** Opening DATA FOR REVIEW block **

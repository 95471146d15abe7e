//! Parser state - class, method and function declarations
use once_cell::sync::Lazy;
use regex::{Captures, Regex};
use sketchc_common::diagnostic_codes;
use sketchc_scanner::AtomKind;
use tracing::trace;

use super::state::{ParserState, strip_delimiters};
use super::state_statements::{default_value_for_type, parse_params};
use crate::parser::ast::{
    ClassBody, ClassDecl, ClassField, ClassLikeBody, ClassMethod, Constructor, Expression,
    Function, GlobalMethod, InnerClass, InterfaceBody, Statement,
};
use crate::parser::registry::{ClassId, ClassKind, ClassMembers, DeclaredClass};
use crate::syntax::patterns::{
    ATTR_AND_TYPE_RE, CLASSES_RE, CONSTRUCTORS_RE, FIELD_TEST_RE, FUNCTIONS_RE, METHODS_RE,
    NOT_A_CONSTRUCTOR, NOT_A_FIELD_TYPE, NOT_A_METHOD_TYPE, find_accepted, replace_matches,
    starts_with_keyword,
};

static MEMBER_ATOM_RE: Lazy<Regex> =
    Lazy::new(|| Regex::new(r#""([DEGH])(\d+)""#).expect("valid regex"));

static LEADING_SEMICOLONS_RE: Lazy<Regex> =
    Lazy::new(|| Regex::new(r"^(?:\s*;)+").expect("valid regex"));

static FIELD_SEPARATOR_RE: Lazy<Regex> =
    Lazy::new(|| Regex::new(r";(?:\s*;)*").expect("valid regex"));

static CONSTRUCTOR_PARTS_RE: Lazy<Regex> =
    Lazy::new(|| Regex::new(r#""B(\d+)"\s*"A(\d+)""#).expect("valid regex"));

fn accept_method(caps: &Captures<'_>) -> bool {
    !starts_with_keyword(&caps[2], NOT_A_METHOD_TYPE)
}

/// Names listed after `extends` or `implements`.
fn clause_names(clause: Option<&str>, keyword: &str) -> Vec<String> {
    clause
        .map(str::trim)
        .and_then(|clause| clause.strip_prefix(keyword))
        .map(|names| {
            names
                .split(',')
                .map(|name| name.split_whitespace().collect::<String>())
                .filter(|name| !name.is_empty())
                .collect()
        })
        .unwrap_or_default()
}

/// Member atoms pulled out of a class or interface body.
#[derive(Default)]
struct MemberAtoms {
    methods: Vec<usize>,
    classes: Vec<usize>,
    constructors: Vec<usize>,
    functions: Vec<usize>,
}
//! Tracing setup for following a sketch through the pipeline.
//!
//! Output format is chosen with `SKETCHC_LOG_FORMAT`:
//!
//! - `text` (default): flat `tracing-subscriber` lines
//! - `tree`: indented spans via `tracing-tree`
//! - `json`: one JSON object per event
//!
//! ```bash
//! SKETCHC_LOG=debug SKETCHC_LOG_FORMAT=tree sketchc sketch.pde --stdout
//! SKETCHC_LOG="sketchc_emitter=trace" sketchc sketch.pde
//! ```
//!
//! Nothing is installed unless `SKETCHC_LOG` (or `RUST_LOG`) is set.

use tracing_subscriber::prelude::*;
use tracing_subscriber::{EnvFilter, Registry, fmt};

const LOG_ENV: &str = "SKETCHC_LOG";
const LOG_FORMAT_ENV: &str = "SKETCHC_LOG_FORMAT";

#[derive(Debug, Clone, Copy, PartialEq, Eq)]
pub enum LogFormat {
    Text,
    Tree,
    Json,
}

impl LogFormat {
    /// Unknown values fall back to `Text`.
    pub fn parse(value: &str) -> Self {
        match value.trim().to_lowercase().as_str() {
            "tree" => Self::Tree,
            "json" => Self::Json,
            _ => Self::Text,
        }
    }

    fn from_env() -> Self {
        Self::parse(&std::env::var(LOG_FORMAT_ENV).unwrap_or_default())
    }
}

/// `SKETCHC_LOG` wins over `RUST_LOG`.
fn build_filter() -> EnvFilter {
    match std::env::var(LOG_ENV) {
        Ok(value) => EnvFilter::builder().parse_lossy(value),
        Err(_) => EnvFilter::from_default_env(),
    }
}

/// Install the global subscriber, writing to stderr so generated code on
/// stdout stays clean.
pub fn init_tracing() {
    if std::env::var_os(LOG_ENV).is_none() && std::env::var_os("RUST_LOG").is_none() {
        return;
    }

    let filter = build_filter();
    match LogFormat::from_env() {
        LogFormat::Tree => {
            let tree_layer = tracing_tree::HierarchicalLayer::default()
                .with_indent_amount(2)
                .with_indent_lines(true)
                .with_deferred_spans(true)
                .with_targets(true);
            Registry::default().with(filter).with(tree_layer).init();
        }
        LogFormat::Json => {
            let json_layer = fmt::layer().json().with_writer(std::io::stderr);
            Registry::default().with(filter).with(json_layer).init();
        }
        LogFormat::Text => {
            tracing_subscriber::fmt()
                .with_env_filter(filter)
                .with_writer(std::io::stderr)
                .init();
        }
    }
}

#[cfg(test)]
#[path = "tests/tracing_config_tests.rs"]
mod tests;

** Closing DATA FOR REVIEW block **

▶ GOAL OF THE EXERCISE: The full listing above should be returned exactly as supplied.

▶ SOLVED EXERCISE:
repository 95471146d15abe7e
//! Parser state - class, method and function declarations
use once_cell::sync::Lazy;
use regex::{Captures, Regex};
use sketchc_common::diagnostic_codes;
use sketchc_scanner::AtomKind;
use tracing::trace;

use super::state::{ParserState, strip_delimiters};
use super::state_statements::{default_value_for_type, parse_params};
use crate::parser::ast::{
    ClassBody, ClassDecl, ClassField, ClassLikeBody, ClassMethod, Constructor, Expression,
    Function, GlobalMethod, InnerClass, InterfaceBody, Statement,
};
use crate::parser::registry::{ClassId, ClassKind, ClassMembers, DeclaredClass};
use crate::syntax::patterns::{
    ATTR_AND_TYPE_RE, CLASSES_RE, CONSTRUCTORS_RE, FIELD_TEST_RE, FUNCTIONS_RE, METHODS_RE,
    NOT_A_CONSTRUCTOR, NOT_A_FIELD_TYPE, NOT_A_METHOD_TYPE, find_accepted, replace_matches,
    starts_with_keyword,
};

static MEMBER_ATOM_RE: Lazy<Regex> =
    Lazy::new(|| Regex::new(r#""([DEGH])(\d+)""#).expect("valid regex"));

static LEADING_SEMICOLONS_RE: Lazy<Regex> =
    Lazy::new(|| Regex::new(r"^(?:\s*;)+").expect("valid regex"));

static FIELD_SEPARATOR_RE: Lazy<Regex> =
    Lazy::new(|| Regex::new(r";(?:\s*;)*").expect("valid regex"));

static CONSTRUCTOR_PARTS_RE: Lazy<Regex> =
    Lazy::new(|| Regex::new(r#""B(\d+)"\s*"A(\d+)""#).expect("valid regex"));

fn accept_method(caps: &Captures<'_>) -> bool {
    !starts_with_keyword(&caps[2], NOT_A_METHOD_TYPE)
}

/// Names listed after `extends` or `implements`.
fn clause_names(clause: Option<&str>, keyword: &str) -> Vec<String> {
    clause
        .map(str::trim)
        .and_then(|clause| clause.strip_prefix(keyword))
        .map(|names| {
            names
                .split(',')
                .map(|name| name.split_whitespace().collect::<String>())
                .filter(|name| !name.is_empty())
                .collect()
        })
        .unwrap_or_default()
}

/// Member atoms pulled out of a class or interface body.
#[derive(Default)]
struct MemberAtoms {
    methods: Vec<usize>,
    classes: Vec<usize>,
    constructors: Vec<usize>,
    functions: Vec<usize>,
}
//! Tracing setup for following a sketch through the pipeline.
//!
//! Output format is chosen with `SKETCHC_LOG_FORMAT`:
//!
//! - `text` (default): flat `tracing-subscriber` lines
//! - `tree`: indented spans via `tracing-tree`
//! - `json`: one JSON object per event
//!
//! ```bash
//! SKETCHC_LOG=debug SKETCHC_LOG_FORMAT=tree sketchc sketch.pde --stdout
//! SKETCHC_LOG="sketchc_emitter=trace" sketchc sketch.pde
//! ```
//!
//! Nothing is installed unless `SKETCHC_LOG` (or `RUST_LOG`) is set.

use tracing_subscriber::prelude::*;
use tracing_subscriber::{EnvFilter, Registry, fmt};

const LOG_ENV: &str = "SKETCHC_LOG";
const LOG_FORMAT_ENV: &str = "SKETCHC_LOG_FORMAT";

#[derive(Debug, Clone, Copy, PartialEq, Eq)]
pub enum LogFormat {
    Text,
    Tree,
    Json,
}

impl LogFormat {
    /// Unknown values fall back to `Text`.
    pub fn parse(value: &str) -> Self {
        match value.trim().to_lowercase().as_str() {
            "tree" => Self::Tree,
            "json" => Self::Json,
            _ => Self::Text,
        }
    }

    fn from_env() -> Self {
        Self::parse(&std::env::var(LOG_FORMAT_ENV).unwrap_or_default())
    }
}

/// `SKETCHC_LOG` wins over `RUST_LOG`.
fn build_filter() -> EnvFilter {
    match std::env::var(LOG_ENV) {
        Ok(value) => EnvFilter::builder().parse_lossy(value),
        Err(_) => EnvFilter::from_default_env(),
    }
}

/// Install the global subscriber, writing to stderr so generated code on
/// stdout stays clean.
pub fn init_tracing() {
    if std::env::var_os(LOG_ENV).is_none() && std::env::var_os("RUST_LOG").is_none() {
        return;
    }

    let filter = build_filter();
    match LogFormat::from_env() {
        LogFormat::Tree => {
            let tree_layer = tracing_tree::HierarchicalLayer::default()
                .with_indent_amount(2)
                .with_indent_lines(true)
                .with_deferred_spans(true)
                .with_targets(true);
            Registry::default().with(filter).with(tree_layer).init();
        }
        LogFormat::Json => {
            let json_layer = fmt::layer().json().with_writer(std::io::stderr);
            Registry::default().with(filter).with(json_layer).init();
        }
        LogFormat::Text => {
            tracing_subscriber::fmt()
                .with_env_filter(filter)
                .with_writer(std::io::stderr)
                .init();
        }
    }
}

#[cfg(test)]
#[path = "tests/tracing_config_tests.rs"]
mod tests;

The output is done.